Seminars and courses

Upon invitation of the scientific board, a number of international visiting scientists will be running seminars and mini-courses at the University of Bari, strengthening and complementing local research lines, and enhancing the interaction with local faculty and participants in the programme. 


Gianluca Orlando (Polytechnic University of Bari)

Title: Chirality transitions in a frustrated spin model

Abstract: Spin models are lattice models that describe magnetic properties of materials. In this talk we will examine a 2-dimensional planar spin model (known as the J1-J2-J3 model) which exhibits frustration. Frustration is the phenomenon due to conflicting interatomic ferromagnetic/antiferromagnetic interactions that prevent the energy of every pair of interacting spins to be simultaneously minimized. The frustration mechanism leads to complex geometric patterns in the material. We study these complex geometric patterns by carrying out a discrete-to-continuum variational analysis as the lattice spacing tends to zero, finding the energetic regime for which many chiral phases can coexist. In particular, we will show that the surface tension between the chiral phases is captured by a continuum energy obtained by suitably selecting solutions to the eikonal equation. The results presented in the seminar are based on works in collaboration with M. Cicalese and M. Forster.

Wed 26/04/23  |  16.00 - 17.00, Dipartimento di Matematica - Aula XII


Francesco Pepe (University of Bari)

Title: The many facets of quantum decay

Abstract: The exponential law, deriving from a classical statistical assumption, is extremely effective in describing the decay of many unstable quantum systems, such as the excited states of an atomic electron. However, such a law does not emerge naturally in the context of quantum mechanics, unless specific small-coupling requests are made, leading to the famous Fermi's "golden rule". Actually, quantum mechanics generally predicts non-exponential decay, at least for specific time ranges: the survival probability of an unstable state is characterized by an initial regime of quadratic decrease, while at large times it must follow, in a very wide range of physical systems, a power law, with possible superimposed oscillations. In this seminar, I will outline the general aspects of quantum decay, describing how all these features can be identified in the behavior of a semi-analytically solvable nearest-neigbor hopping model, and showing that the model parameters can be tuned in order to enhance the relevance of the quadratic and the power-law decay regimes, at the expense of the exponential law.
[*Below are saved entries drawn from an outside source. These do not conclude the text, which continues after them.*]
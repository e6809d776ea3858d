use chrono::NaiveDate;
use indexmap::IndexMap;
use serde::{Deserialize, Serialize};
use std::fmt;

pub const OUT_OF_DOMAIN: &str = "OUT_OF_DOMAIN";

pub type SlotMap = IndexMap<String, SlotValue>;

#[derive(Debug, Clone, Copy, Serialize, Deserialize, PartialEq, Eq, Hash)]
#[serde(rename_all = "SCREAMING_SNAKE_CASE")]
pub enum Intent {
    Unset,
    HouseSearch,
    HouseSelection,
    AskInfo,
    CompareHouses,
    ShowHouses,
    FallbackPolicy,
}

impl Intent {
    pub fn as_str(&self) -> &'static str {
        match self {
            Intent::Unset => "UNSET",
            Intent::HouseSearch => "HOUSE_SEARCH",
            Intent::HouseSelection => "HOUSE_SELECTION",
            Intent::AskInfo => "ASK_INFO",
            Intent::CompareHouses => "COMPARE_HOUSES",
            Intent::ShowHouses => "SHOW_HOUSES",
            Intent::FallbackPolicy => "FALLBACK_POLICY",
        }
    }

    pub fn from_label(label: &str) -> Option<Intent> {
        match label.trim().to_ascii_uppercase().as_str() {
            "UNSET" => Some(Intent::Unset),
            "HOUSE_SEARCH" => Some(Intent::HouseSearch),
            "HOUSE_SELECTION" => Some(Intent::HouseSelection),
            "ASK_INFO" => Some(Intent::AskInfo),
            "COMPARE_HOUSES" => Some(Intent::CompareHouses),
            "SHOW_HOUSES" => Some(Intent::ShowHouses),
            "FALLBACK_POLICY" => Some(Intent::FallbackPolicy),
            _ => None,
        }
    }

    pub fn is_user_task(&self) -> bool {
        matches!(
            self,
            Intent::HouseSearch | Intent::HouseSelection | Intent::AskInfo | Intent::CompareHouses
        )
    }
}

impl fmt::Display for Intent {
    fn fmt(&self, f: &mut fmt::Formatter<'_>) -> fmt::Result {
        f.write_str(self.as_str())
    }
}

#[derive(Debug, Clone, Default, Serialize, Deserialize, PartialEq, Eq, PartialOrd, Ord)]
#[serde(untagged)]
pub enum SlotValue {
    #[default]
    Null,
    Integer(i64),
    Text(String),
    List(Vec<SlotValue>),
}

impl SlotValue {
    pub fn text(value: impl Into<String>) -> Self {
        SlotValue::Text(value.into())
    }

    pub fn is_null(&self) -> bool {
        matches!(self, SlotValue::Null)
    }

    /// Truthiness check used for slot completion. `Integer(0)` counts as
    /// missing.
    pub fn is_filled(&self) -> bool {
        match self {
            SlotValue::Null => false,
            SlotValue::Integer(v) => *v != 0,
            SlotValue::Text(v) => !v.is_empty(),
            SlotValue::List(v) => !v.is_empty(),
        }
    }

    pub fn normalized(self) -> Self {
        match self {
            SlotValue::Text(v) if v == "None" || v == "null" => SlotValue::Null,
            other => other,
        }
    }

    pub fn as_integer(&self) -> Option<i64> {
        match self {
            SlotValue::Integer(v) => Some(*v),
            SlotValue::Text(v) => v.trim().parse::<i64>().ok(),
            _ => None,
        }
    }

    pub fn integers(&self) -> Vec<i64> {
        match self {
            SlotValue::Null => Vec::new(),
            SlotValue::Integer(v) => vec![*v],
            SlotValue::Text(v) => v
                .split_whitespace()
                .filter(|token| token.chars().all(|c| c.is_ascii_digit()))
                .filter_map(|token| token.parse::<i64>().ok())
                .collect(),
            SlotValue::List(items) => items.iter().flat_map(SlotValue::integers).collect(),
        }
    }

    pub fn strings(&self) -> Option<Vec<String>> {
        match self {
            SlotValue::Null => Some(Vec::new()),
            SlotValue::Text(v) => Some(vec![v.clone()]),
            SlotValue::Integer(v) => Some(vec![v.to_string()]),
            SlotValue::List(items) => items
                .iter()
                .map(|item| match item {
                    SlotValue::Text(v) => Some(v.clone()),
                    SlotValue::Integer(v) => Some(v.to_string()),
                    _ => None,
                })
                .collect(),
        }
    }
}

impl fmt::Display for SlotValue {
    fn fmt(&self, f: &mut fmt::Formatter<'_>) -> fmt::Result {
        match self {
            SlotValue::Null => f.write_str("null"),
            SlotValue::Integer(v) => write!(f, "{v}"),
            SlotValue::Text(v) => f.write_str(v),
            SlotValue::List(items) => {
                let rendered: Vec<String> = items.iter().map(|v| v.to_string()).collect();
                write!(f, "[{}]", rendered.join(", "))
            }
        }
    }
}

impl From<&str> for SlotValue {
    fn from(value: &str) -> Self {
        SlotValue::Text(value.to_string())
    }
}

impl From<i64> for SlotValue {
    fn from(value: i64) -> Self {
        SlotValue::Integer(value)
    }
}

#[derive(Debug, Clone, Serialize, Deserialize, PartialEq)]
pub struct Chunk {
    pub intent: String,
    #[serde(default)]
    pub slots: SlotMap,
}

impl Chunk {
    pub fn new<K, V>(intent: &str, slots: impl IntoIterator<Item = (K, V)>) -> Self
    where
        K: Into<String>,
        V: Into<SlotValue>,
    {
        Self {
            intent: intent.to_string(),
            slots: slots
                .into_iter()
                .map(|(k, v)| (k.into(), v.into()))
                .collect(),
        }
    }
}

pub trait SlotRecord: Default + Clone + PartialEq {
    const KEYS: &'static [&'static str];

    fn slot(&self, key: &str) -> Option<&SlotValue>;

    fn slot_mut(&mut self, key: &str) -> Option<&mut SlotValue>;

    fn entries(&self) -> Vec<(&'static str, &SlotValue)> {
        Self::KEYS
            .iter()
            .filter_map(|key| self.slot(key).map(|v| (*key, v)))
            .collect()
    }

    fn is_complete(&self) -> bool {
        self.entries().iter().all(|(_, v)| v.is_filled())
    }

    fn missing(&self) -> Vec<&'static str> {
        self.entries()
            .into_iter()
            .filter(|(_, v)| !v.is_filled())
            .map(|(k, _)| k)
            .collect()
    }

    fn to_map(&self) -> SlotMap {
        self.entries()
            .into_iter()
            .map(|(k, v)| (k.to_string(), v.clone()))
            .collect()
    }
}

#[derive(Debug, Clone, Default, Serialize, Deserialize, PartialEq, Eq)]
pub struct SearchSlots {
    pub house_size: SlotValue,
    pub house_bhk: SlotValue,
    pub house_rent: SlotValue,
    pub house_location: SlotValue,
    pub house_city: SlotValue,
    pub house_furnished: SlotValue,
}

impl SlotRecord for SearchSlots {
    const KEYS: &'static [&'static str] = &[
        "house_size",
        "house_bhk",
        "house_rent",
        "house_location",
        "house_city",
        "house_furnished",
    ];

    fn slot(&self, key: &str) -> Option<&SlotValue> {
        match key {
            "house_size" => Some(&self.house_size),
            "house_bhk" => Some(&self.house_bhk),
            "house_rent" => Some(&self.house_rent),
            "house_location" => Some(&self.house_location),
            "house_city" => Some(&self.house_city),
            "house_furnished" => Some(&self.house_furnished),
            _ => None,
        }
    }

    fn slot_mut(&mut self, key: &str) -> Option<&mut SlotValue> {
        match key {
            "house_size" => Some(&mut self.house_size),
            "house_bhk" => Some(&mut self.house_bhk),
            "house_rent" => Some(&mut self.house_rent),
            "house_location" => Some(&mut self.house_location),
            "house_city" => Some(&mut self.house_city),
            "house_furnished" => Some(&mut self.house_furnished),
            _ => None,
        }
    }
}

#[derive(Debug, Clone, Default, Serialize, Deserialize, PartialEq, Eq)]
pub struct SelectionSlots {
    pub house_selected: SlotValue,
}

impl SlotRecord for SelectionSlots {
    const KEYS: &'static [&'static str] = &["house_selected"];

    fn slot(&self, key: &str) -> Option<&SlotValue> {
        (key == "house_selected").then_some(&self.house_selected)
    }

    fn slot_mut(&mut self, key: &str) -> Option<&mut SlotValue> {
        (key == "house_selected").then_some(&mut self.house_selected)
    }
}

#[derive(Debug, Clone, Default, Serialize, Deserialize, PartialEq, Eq)]
pub struct AskInfoSlots {
    pub properties: SlotValue,
}

impl SlotRecord for AskInfoSlots {
    const KEYS: &'static [&'static str] = &["properties"];

    fn slot(&self, key: &str) -> Option<&SlotValue> {
        (key == "properties").then_some(&self.properties)
    }

    fn slot_mut(&mut self, key: &str) -> Option<&mut SlotValue> {
        (key == "properties").then_some(&mut self.properties)
    }
}

#[derive(Debug, Clone, Default, Serialize, Deserialize, PartialEq, Eq)]
pub struct CompareSlots {
    pub houses: SlotValue,
    pub properties: SlotValue,
}

impl SlotRecord for CompareSlots {
    const KEYS: &'static [&'static str] = &["houses", "properties"];

    fn slot(&self, key: &str) -> Option<&SlotValue> {
        match key {
            "houses" => Some(&self.houses),
            "properties" => Some(&self.properties),
            _ => None,
        }
    }

    fn slot_mut(&mut self, key: &str) -> Option<&mut SlotValue> {
        match key {
            "houses" => Some(&mut self.houses),
            "properties" => Some(&mut self.properties),
            _ => None,
        }
    }
}

#[derive(Debug, Clone, Default, Serialize, Deserialize, PartialEq, Eq)]
pub struct ShowHousesSlots {
    pub options: Vec<String>,
}

impl ShowHousesSlots {
    pub fn to_map(&self) -> SlotMap {
        self.options
            .iter()
            .enumerate()
            .map(|(i, summary)| (format!("option_{i}"), SlotValue::Text(summary.clone())))
            .collect()
    }
}

#[derive(Debug, Clone, Serialize, Deserialize, PartialEq, Eq)]
pub struct FallbackSlots {
    pub reason: String,
}

impl FallbackSlots {
    pub fn to_map(&self) -> SlotMap {
        SlotMap::from([("reason".to_string(), SlotValue::Text(self.reason.clone()))])
    }
}

#[derive(Debug, Clone, Serialize, Deserialize, PartialEq)]
pub struct StateView {
    pub intent: Intent,
    pub slots: SlotMap,
}

#[derive(Debug, Clone, Serialize, Deserialize, PartialEq, Eq)]
pub struct House {
    pub posted_on: NaiveDate,
    pub bhk: i64,
    pub rent: i64,
    pub size: i64,
    pub floor: String,
    pub area_type: String,
    pub area_locality: String,
    pub city: String,
    pub furnishing_status: String,
    pub tenant_preferred: String,
    pub bathroom: i64,
    pub point_of_contact: String,
}

impl House {
    pub fn property(&self, name: &str) -> Option<String> {
        let key = name.trim().to_ascii_lowercase().replace([' ', '-'], "_");
        let value = match key.as_str() {
            "posted_on" | "posted" | "date" => self.posted_on.to_string(),
            "bhk" | "rooms" | "bedrooms" => self.bhk.to_string(),
            "rent" | "price" | "cost" => self.rent.to_string(),
            "size" | "sqft" | "square_feet" => self.size.to_string(),
            "floor" => self.floor.clone(),
            "area_type" => self.area_type.clone(),
            "area_locality" | "locality" | "location" | "area" => self.area_locality.clone(),
            "city" => self.city.clone(),
            "furnishing_status" | "furnishing" | "furnished" => self.furnishing_status.clone(),
            "tenant_preferred" | "tenant" | "tenants" => self.tenant_preferred.clone(),
            "bathroom" | "bathrooms" => self.bathroom.to_string(),
            "point_of_contact" | "contact" => self.point_of_contact.clone(),
            _ => return None,
        };
        Some(value)
    }
}

impl fmt::Display for House {
    fn fmt(&self, f: &mut fmt::Formatter<'_>) -> fmt::Result {
        write!(
            f,
            "A {} BHK House ({} sq.ft.) in {},{} for {}. Suitable for {}, please contact {} for more information.",
            self.bhk,
            self.size,
            self.area_locality,
            self.city,
            self.rent,
            self.tenant_preferred,
            self.point_of_contact
        )
    }
}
Wed 03/05/23  |  16.00 - 17.00 , Dipartimento di Matematica - Aula XII


Marco Bertola (Concordia University - Montreal)

Title: Anharmonic oscillators, Fekete points and a conjecture of Shapiro and Tater

Abstract: In this talk I will discuss the recent solution of a conjecture of Shapiro and Tater about the location of the zeroes  of discriminants for the secular equation of a particular anharmonic oscillator. It was a numerical observation that these zeroes form almost the same pattern as the poles of the rational solutions of the second Painlevé equation.  In our recent work (in progress) with T. Grava and E. C. Heredia we show how to quantify the similarity between the two patterns. In the process we also connect the eigenfunctions of the "Exactly Solvable" spectrum of a quartic anharmonic oscillator with "degenerate" orthogonal polynomials. This connection shows to be surprisingly fruitful and extends to more general situations, allowing to generalize the celebrated theorem of Stieltjes on the electrostatic interpretation of the zeroes of the classical orthogonal polynomials. 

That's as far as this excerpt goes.